RECORDS SHOWN Block Start

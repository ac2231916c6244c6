use nalgebra::Point2;
use serde::{Deserialize, Serialize};

/// Four plane points in the fixed order the calibration layers rely on:
/// top-left, top-right, bottom-left, bottom-right.
#[derive(Clone, Copy, Debug, PartialEq, Serialize, Deserialize)]
pub struct Quad {
    pub points: [Point2<f64>; 4],
}

impl Quad {
    pub fn new(
        top_left: Point2<f64>,
        top_right: Point2<f64>,
        bottom_left: Point2<f64>,
        bottom_right: Point2<f64>,
    ) -> Self {
        Self {
            points: [top_left, top_right, bottom_left, bottom_right],
        }
    }

    /// Build from a slice; `None` unless it holds exactly four points.
    pub fn from_slice(points: &[Point2<f64>]) -> Option<Self> {
        let points: [Point2<f64>; 4] = points.try_into().ok()?;
        Some(Self { points })
    }

    pub fn top_left(&self) -> Point2<f64> {
        self.points[0]
    }

    pub fn top_right(&self) -> Point2<f64> {
        self.points[1]
    }

    pub fn bottom_left(&self) -> Point2<f64> {
        self.points[2]
    }

    pub fn bottom_right(&self) -> Point2<f64> {
        self.points[3]
    }

    /// Coordinate pairs in corner order, for persistence.
    pub fn to_arrays(&self) -> [[f64; 2]; 4] {
        self.points.map(|p| [p.x, p.y])
    }

    pub fn from_arrays(arrays: [[f64; 2]; 4]) -> Self {
        Self {
            points: arrays.map(|[x, y]| Point2::new(x, y)),
        }
    }
}

impl std::ops::Index<usize> for Quad {
    type Output = Point2<f64>;

    fn index(&self, index: usize) -> &Self::Output {
        &self.points[index]
    }
}

#[cfg(test)]
mod tests {
    use super::*;

    #[test]
    fn from_slice_requires_exactly_four_points() {
        let p = Point2::new(1.0, 2.0);
        assert!(Quad::from_slice(&[p; 3]).is_none());
        assert!(Quad::from_slice(&[p; 5]).is_none());
        assert!(Quad::from_slice(&[p; 4]).is_some());
    }

    #[test]
    fn array_round_trip_preserves_corner_order() {
        let q = Quad::new(
            Point2::new(0.0, 0.0),
            Point2::new(10.0, 0.5),
            Point2::new(-0.5, 9.0),
            Point2::new(10.5, 9.5),
        );
        assert_eq!(Quad::from_arrays(q.to_arrays()), q);
        assert_eq!(q[1], q.top_right());
    }
}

RECORDS SHOWN Block End

_WORK REQUEST_:
Reply with the complete data above, every character as it stands.

_RESPONSE BELOW_:
repository ac2231916c6244c6
use nalgebra::Point2;
use serde::{Deserialize, Serialize};

/// Four plane points in the fixed order the calibration layers rely on:
/// top-left, top-right, bottom-left, bottom-right.
#[derive(Clone, Copy, Debug, PartialEq, Serialize, Deserialize)]
pub struct Quad {
    pub points: [Point2<f64>; 4],
}

impl Quad {
    pub fn new(
        top_left: Point2<f64>,
        top_right: Point2<f64>,
        bottom_left: Point2<f64>,
        bottom_right: Point2<f64>,
    ) -> Self {
        Self {
            points: [top_left, top_right, bottom_left, bottom_right],
        }
    }

    /// Build from a slice; `None` unless it holds exactly four points.
    pub fn from_slice(points: &[Point2<f64>]) -> Option<Self> {
        let points: [Point2<f64>; 4] = points.try_into().ok()?;
        Some(Self { points })
    }

    pub fn top_left(&self) -> Point2<f64> {
        self.points[0]
    }

    pub fn top_right(&self) -> Point2<f64> {
        self.points[1]
    }

    pub fn bottom_left(&self) -> Point2<f64> {
        self.points[2]
    }

    pub fn bottom_right(&self) -> Point2<f64> {
        self.points[3]
    }

    /// Coordinate pairs in corner order, for persistence.
    pub fn to_arrays(&self) -> [[f64; 2]; 4] {
        self.points.map(|p| [p.x, p.y])
    }

    pub fn from_arrays(arrays: [[f64; 2]; 4]) -> Self {
        Self {
            points: arrays.map(|[x, y]| Point2::new(x, y)),
        }
    }
}

impl std::ops::Index<usize> for Quad {
    type Output = Point2<f64>;

    fn index(&self, index: usize) -> &Self::Output {
        &self.points[index]
    }
}

#[cfg(test)]
mod tests {
    use super::*;

    #[test]
    fn from_slice_requires_exactly_four_points() {
        let p = Point2::new(1.0, 2.0);
        assert!(Quad::from_slice(&[p; 3]).is_none());
        assert!(Quad::from_slice(&[p; 5]).is_none());
        assert!(Quad::from_slice(&[p; 4]).is_some());
    }

    #[test]
    fn array_round_trip_preserves_corner_order() {
        let q = Quad::new(
            Point2::new(0.0, 0.0),
            Point2::new(10.0, 0.5),
            Point2::new(-0.5, 9.0),
            Point2::new(10.5, 9.5),
        );
        assert_eq!(Quad::from_arrays(q.to_arrays()), q);
        assert_eq!(q[1], q.top_right());
    }
}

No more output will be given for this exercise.